Source data:
<<<<
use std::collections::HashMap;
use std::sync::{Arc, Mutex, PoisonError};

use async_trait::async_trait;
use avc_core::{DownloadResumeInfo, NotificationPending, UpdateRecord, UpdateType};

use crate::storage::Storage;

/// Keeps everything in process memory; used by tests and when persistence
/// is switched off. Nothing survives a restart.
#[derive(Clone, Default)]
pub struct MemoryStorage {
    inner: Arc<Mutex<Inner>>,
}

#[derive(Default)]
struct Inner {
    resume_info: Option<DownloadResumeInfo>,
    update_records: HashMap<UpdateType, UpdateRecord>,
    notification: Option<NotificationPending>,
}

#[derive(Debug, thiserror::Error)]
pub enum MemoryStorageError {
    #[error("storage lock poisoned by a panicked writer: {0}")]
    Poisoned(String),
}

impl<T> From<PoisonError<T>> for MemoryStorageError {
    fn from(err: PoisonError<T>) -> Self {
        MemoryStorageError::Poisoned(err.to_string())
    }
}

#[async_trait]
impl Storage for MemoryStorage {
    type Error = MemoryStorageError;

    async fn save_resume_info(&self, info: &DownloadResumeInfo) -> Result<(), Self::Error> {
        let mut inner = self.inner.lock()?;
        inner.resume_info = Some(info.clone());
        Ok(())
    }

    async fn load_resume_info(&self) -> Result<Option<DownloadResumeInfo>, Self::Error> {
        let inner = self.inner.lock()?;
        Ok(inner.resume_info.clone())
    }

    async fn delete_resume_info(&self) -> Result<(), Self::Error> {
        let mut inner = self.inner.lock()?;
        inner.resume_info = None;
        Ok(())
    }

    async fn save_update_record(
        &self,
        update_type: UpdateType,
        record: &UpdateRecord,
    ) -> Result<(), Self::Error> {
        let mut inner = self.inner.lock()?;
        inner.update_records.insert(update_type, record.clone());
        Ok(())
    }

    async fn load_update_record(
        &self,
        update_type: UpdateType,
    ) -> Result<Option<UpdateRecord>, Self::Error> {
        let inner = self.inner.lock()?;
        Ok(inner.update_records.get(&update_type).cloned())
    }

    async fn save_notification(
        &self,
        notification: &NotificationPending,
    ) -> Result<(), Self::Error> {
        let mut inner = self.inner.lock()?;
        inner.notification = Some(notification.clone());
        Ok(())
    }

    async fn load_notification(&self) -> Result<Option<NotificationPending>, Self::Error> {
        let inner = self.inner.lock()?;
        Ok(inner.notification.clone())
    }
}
>>>>
<<<<
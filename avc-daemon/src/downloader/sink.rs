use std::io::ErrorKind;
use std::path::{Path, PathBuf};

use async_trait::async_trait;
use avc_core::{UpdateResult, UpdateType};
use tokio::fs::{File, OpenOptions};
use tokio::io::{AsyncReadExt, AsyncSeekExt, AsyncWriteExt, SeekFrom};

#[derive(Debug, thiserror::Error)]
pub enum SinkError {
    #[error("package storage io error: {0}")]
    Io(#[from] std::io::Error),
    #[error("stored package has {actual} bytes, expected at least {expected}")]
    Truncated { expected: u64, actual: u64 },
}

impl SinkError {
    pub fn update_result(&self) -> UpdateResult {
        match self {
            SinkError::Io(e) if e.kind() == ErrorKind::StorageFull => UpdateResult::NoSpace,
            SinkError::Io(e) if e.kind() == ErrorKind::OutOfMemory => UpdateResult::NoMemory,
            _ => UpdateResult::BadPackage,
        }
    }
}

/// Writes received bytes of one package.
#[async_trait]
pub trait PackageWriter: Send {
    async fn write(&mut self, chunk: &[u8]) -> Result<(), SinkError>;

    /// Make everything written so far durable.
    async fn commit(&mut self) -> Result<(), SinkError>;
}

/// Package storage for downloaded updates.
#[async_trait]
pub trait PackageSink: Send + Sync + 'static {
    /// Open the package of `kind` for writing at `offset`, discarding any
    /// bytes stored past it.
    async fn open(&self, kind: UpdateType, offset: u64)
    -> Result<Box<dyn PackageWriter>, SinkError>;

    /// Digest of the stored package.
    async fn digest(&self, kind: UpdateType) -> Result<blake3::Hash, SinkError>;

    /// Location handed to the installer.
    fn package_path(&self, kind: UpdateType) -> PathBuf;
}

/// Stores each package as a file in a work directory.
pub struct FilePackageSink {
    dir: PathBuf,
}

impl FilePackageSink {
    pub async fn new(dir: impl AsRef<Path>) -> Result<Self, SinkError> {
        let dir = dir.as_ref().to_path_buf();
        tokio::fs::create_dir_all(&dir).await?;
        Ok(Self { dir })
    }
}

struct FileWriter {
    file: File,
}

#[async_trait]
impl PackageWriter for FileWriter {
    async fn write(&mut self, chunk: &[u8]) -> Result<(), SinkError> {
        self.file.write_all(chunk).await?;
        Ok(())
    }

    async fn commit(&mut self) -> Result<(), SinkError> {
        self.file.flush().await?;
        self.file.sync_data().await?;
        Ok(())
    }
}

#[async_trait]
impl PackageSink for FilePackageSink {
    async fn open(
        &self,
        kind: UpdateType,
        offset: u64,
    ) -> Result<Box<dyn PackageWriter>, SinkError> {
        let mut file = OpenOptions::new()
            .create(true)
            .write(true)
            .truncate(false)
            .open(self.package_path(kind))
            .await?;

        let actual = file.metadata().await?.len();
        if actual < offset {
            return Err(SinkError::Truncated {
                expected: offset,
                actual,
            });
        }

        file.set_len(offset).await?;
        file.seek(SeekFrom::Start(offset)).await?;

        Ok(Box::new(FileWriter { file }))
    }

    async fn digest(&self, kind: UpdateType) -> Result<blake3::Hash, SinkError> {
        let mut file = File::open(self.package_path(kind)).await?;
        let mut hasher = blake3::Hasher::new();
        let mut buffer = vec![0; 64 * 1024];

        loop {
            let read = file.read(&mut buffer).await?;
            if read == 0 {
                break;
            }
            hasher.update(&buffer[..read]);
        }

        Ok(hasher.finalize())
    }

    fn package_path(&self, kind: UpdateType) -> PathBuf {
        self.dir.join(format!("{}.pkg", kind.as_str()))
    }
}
>>>>
**Task brief:**
A word-for-word copy of the lines above from the one with "async fn delete_resume_info(&self)" through the one with "inner.update_records.insert(update_type, record.clone());", inclusive, is the only output wanted.

**Expected answer:**
    async fn delete_resume_info(&self) -> Result<(), Self::Error> {
        let mut inner = self.inner.lock()?;
        inner.resume_info = None;
        Ok(())
    }

    async fn save_update_record(
        &self,
        update_type: UpdateType,
        record: &UpdateRecord,
    ) -> Result<(), Self::Error> {
        let mut inner = self.inner.lock()?;
        inner.update_records.insert(update_type, record.clone());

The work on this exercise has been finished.